# [Try it]
Only the lines from the one containing "if let Some(v)" to the end of the data are wanted; print them exactly as they appear.

[Stored data]

//! Aggregation Engine Module
//! Read-only queries over the immutable merged table: distribution
//! counts/histograms, cross-tabulations and group-by summaries.

use polars::prelude::*;
use std::collections::HashMap;
use thiserror::Error;

use crate::data::schema::cols;
use crate::query::variables::{VarKind, Variable};

/// Label presented for null values left behind by unmatched left joins.
pub const NULL_LABEL: &str = "(none)";

/// Bin count for numeric histograms.
const HISTOGRAM_BINS: usize = 20;

#[derive(Error, Debug)]
pub enum QueryError {
    #[error("Unknown variable: {0}")]
    UnknownVariable(String),
    #[error("Polars error: {0}")]
    Polars(#[from] PolarsError),
}

/// One categorical value and its row count.
#[derive(Debug, Clone, PartialEq)]
pub struct ValueCount {
    pub value: String,
    pub count: usize,
}

/// One equal-width histogram bin, `lower` inclusive, `upper` exclusive
/// except for the last bin.
#[derive(Debug, Clone, PartialEq)]
pub struct HistogramBin {
    pub lower: f64,
    pub upper: f64,
    pub count: usize,
}

/// Result of a distribution query; the shape follows the variable's
/// declared kind, never a value heuristic.
#[derive(Debug, Clone, PartialEq)]
pub enum Distribution {
    Categorical(Vec<ValueCount>),
    Histogram(Vec<HistogramBin>),
}

/// Observed (primary, secondary) pair with its co-occurrence count.
#[derive(Debug, Clone, PartialEq)]
pub struct PairCount {
    pub primary: String,
    pub secondary: String,
    pub count: usize,
}

/// One unaggregated row of a numeric cross-tab, sized by vehicle count.
#[derive(Debug, Clone, PartialEq)]
pub struct BubblePoint {
    pub primary: String,
    pub secondary: String,
    pub size: f64,
}

/// Result of a cross-tabulation query.
#[derive(Debug, Clone, PartialEq)]
pub enum CrossTab {
    /// Both variables categorical: sparse pair counts, first-seen order.
    Counts(Vec<PairCount>),
    /// Either variable numeric: one point per filtered row.
    Sized(Vec<BubblePoint>),
}

/// One group of a summary query.
#[derive(Debug, Clone, PartialEq)]
pub struct SummaryRow {
    pub group: String,
    pub count: usize,
    /// Mean vehicle count over the group, nulls excluded; None when the
    /// group has no coercible vehicle values.
    pub mean_vehicles: Option<f64>,
    /// Group count / filtered total.
    pub proportion: f64,
}

/// Answers UI queries against the merged table. The table is injected at
/// construction and never mutated; the engine is freely shareable across
/// threads.
pub struct AggregationEngine {
    df: DataFrame,
}

impl AggregationEngine {
    pub fn new(merged: DataFrame) -> Self {
        Self { df: merged }
    }

    pub fn row_count(&self) -> usize {
        self.df.height()
    }

    /// Values offered for filtering a variable: the fixed level list where
    /// one exists, otherwise the distinct observed values. Columns holding
    /// nulls from unmatched joins also offer the null bucket, so every
    /// value a chart can show is selectable.
    pub fn filter_options(&self, var: Variable) -> Vec<String> {
        if let Some(levels) = var.level_order() {
            return levels.iter().map(|l| l.to_string()).collect();
        }

        let Ok(column) = self.df.column(var.column()) else {
            return Vec::new();
        };

        let mut options: Vec<String> = column
            .str()
            .ok()
            .map(|ca| {
                ca.iter()
                    .flatten()
                    .map(|v| v.to_string())
                    .collect::<std::collections::BTreeSet<String>>()
                    .into_iter()
                    .collect()
            })
            .unwrap_or_default();

        if column.null_count() > 0 {
            options.push(NULL_LABEL.to_string());
        }
        options
    }

    /// Distribution of `var` over the filtered rows: a frequency count for
    /// categorical variables, an equal-width histogram for numeric ones.
    pub fn distribution(
        &self,
        var: Variable,
        filters: &[String],
    ) -> Result<Distribution, QueryError> {
        let df = self.filtered(var, filters)?;

        match var.kind() {
            VarKind::Categorical => {
                let values = string_values(&df, var.column())?;
                Ok(Distribution::Categorical(ordered_counts(var, &values)))
            }
            VarKind::Numeric => {
                let values: Vec<f64> = numeric_values(&df, var.column())?;
                Ok(Distribution::Histogram(histogram(&values)))
            }
        }
    }

    /// Cross-tabulation of two variables over rows filtered on `primary`.
    pub fn cross_tab(
        &self,
        primary: Variable,
        secondary: Variable,
        filters: &[String],
    ) -> Result<CrossTab, QueryError> {
        let df = self.filtered(primary, filters)?;

        if primary.kind() == VarKind::Categorical && secondary.kind() == VarKind::Categorical {
            let left = string_values(&df, primary.column())?;
            let right = string_values(&df, secondary.column())?;

            let mut order: Vec<(String, String)> = Vec::new();
            let mut counts: HashMap<(String, String), usize> = HashMap::new();
            for (p, s) in left.into_iter().zip(right.into_iter()) {
                let key = (p, s);
                if !counts.contains_key(&key) {
                    order.push(key.clone());
                }
                *counts.entry(key).or_insert(0) += 1;
            }

            let pairs = order
                .into_iter()
                .map(|key| {
                    let count = counts[&key];
                    PairCount {
                        primary: key.0,
                        secondary: key.1,
                        count,
                    }
                })
                .collect();
            Ok(CrossTab::Counts(pairs))
        } else {
            let left = string_values(&df, primary.column())?;
            let right = string_values(&df, secondary.column())?;
            let sizes = numeric_column(&df, cols::VEHICLES)?;

            let points = left
                .into_iter()
                .zip(right.into_iter())
                .enumerate()
                .map(|(i, (p, s))| BubblePoint {
                    primary: p,
                    secondary: s,
                    size: sizes.get(i).unwrap_or(1.0),
                })
                .collect();
            Ok(CrossTab::Sized(points))
        }
    }

    /// Group-by summary: filter rows on `filter_var` (the dashboard's
    /// primary variable), then group by `group_var` and compute per-group
    /// count, mean vehicle count and proportion of the filtered total.
    /// Rows come back count-descending; ties keep first-seen order.
    pub fn summary(
        &self,
        group_var: Variable,
        filter_var: Variable,
        filters: &[String],
    ) -> Result<Vec<SummaryRow>, QueryError> {
        let df = self.filtered(filter_var, filters)?;
        let total = df.height();
        if total == 0 {
            return Ok(Vec::new());
        }

        let groups = string_values(&df, group_var.column())?;
        let vehicles = numeric_column(&df, cols::VEHICLES)?;

        let mut order: Vec<String> = Vec::new();
        let mut counts: HashMap<String, usize> = HashMap::new();
        let mut sums: HashMap<String, (f64, usize)> = HashMap::new();

        for (i, group) in groups.into_iter().enumerate() {
            if !counts.contains_key(&group) {
                order.push(group.clone());
            }
            *counts.entry(group.clone()).or_insert(0) += 1;
            if let Some(v) = vehicles.get(i) {
                let entry = sums.entry(group).or_insert((0.0, 0));
                entry.0 += v;
                entry.1 += 1;
            }
        }

        let mut rows: Vec<SummaryRow> = order
            .into_iter()
            .map(|group| {
                let count = counts[&group];
                let mean_vehicles = sums
                    .get(&group)
                    .filter(|(_, n)| *n > 0)
                    .map(|(sum, n)| sum / *n as f64);
                SummaryRow {
                    group,
                    count,
                    mean_vehicles,
                    proportion: count as f64 / total as f64,
                }
            })
            .collect();

        rows.sort_by(|a, b| b.count.cmp(&a.count));
        Ok(rows)
    }

    /// Keep rows whose value of `var` is in `values`; an empty filter set
    /// is a no-op. Selecting the null bucket keeps null rows.
    fn filtered(&self, var: Variable, values: &[String]) -> PolarsResult<DataFrame> {
        if values.is_empty() {
            return Ok(self.df.clone());
        }

        let wants_null = values.iter().any(|f| f == NULL_LABEL);
        let column = self.df.column(var.column())?.str()?;
        let mask: BooleanChunked = column
            .iter()
            .map(|v| match v {
                Some(s) => values.iter().any(|f| f == s),
                None => wants_null,
            })
            .collect();
        self.df.filter(&mask)
    }
}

# [Solution for this task]
            if let Some(v) = vehicles.get(i) {
                let entry = sums.entry(group).or_insert((0.0, 0));
                entry.0 += v;
                entry.1 += 1;
            }
        }

        let mut rows: Vec<SummaryRow> = order
            .into_iter()
            .map(|group| {
                let count = counts[&group];
                let mean_vehicles = sums
                    .get(&group)
                    .filter(|(_, n)| *n > 0)
                    .map(|(sum, n)| sum / *n as f64);
                SummaryRow {
                    group,
                    count,
                    mean_vehicles,
                    proportion: count as f64 / total as f64,
                }
            })
            .collect();

        rows.sort_by(|a, b| b.count.cmp(&a.count));
        Ok(rows)
    }

    /// Keep rows whose value of `var` is in `values`; an empty filter set
    /// is a no-op. Selecting the null bucket keeps null rows.
    fn filtered(&self, var: Variable, values: &[String]) -> PolarsResult<DataFrame> {
        if values.is_empty() {
            return Ok(self.df.clone());
        }

        let wants_null = values.iter().any(|f| f == NULL_LABEL);
        let column = self.df.column(var.column())?.str()?;
        let mask: BooleanChunked = column
            .iter()
            .map(|v| match v {
                Some(s) => values.iter().any(|f| f == s),
                None => wants_null,
            })
            .collect();
        self.df.filter(&mask)
    }
}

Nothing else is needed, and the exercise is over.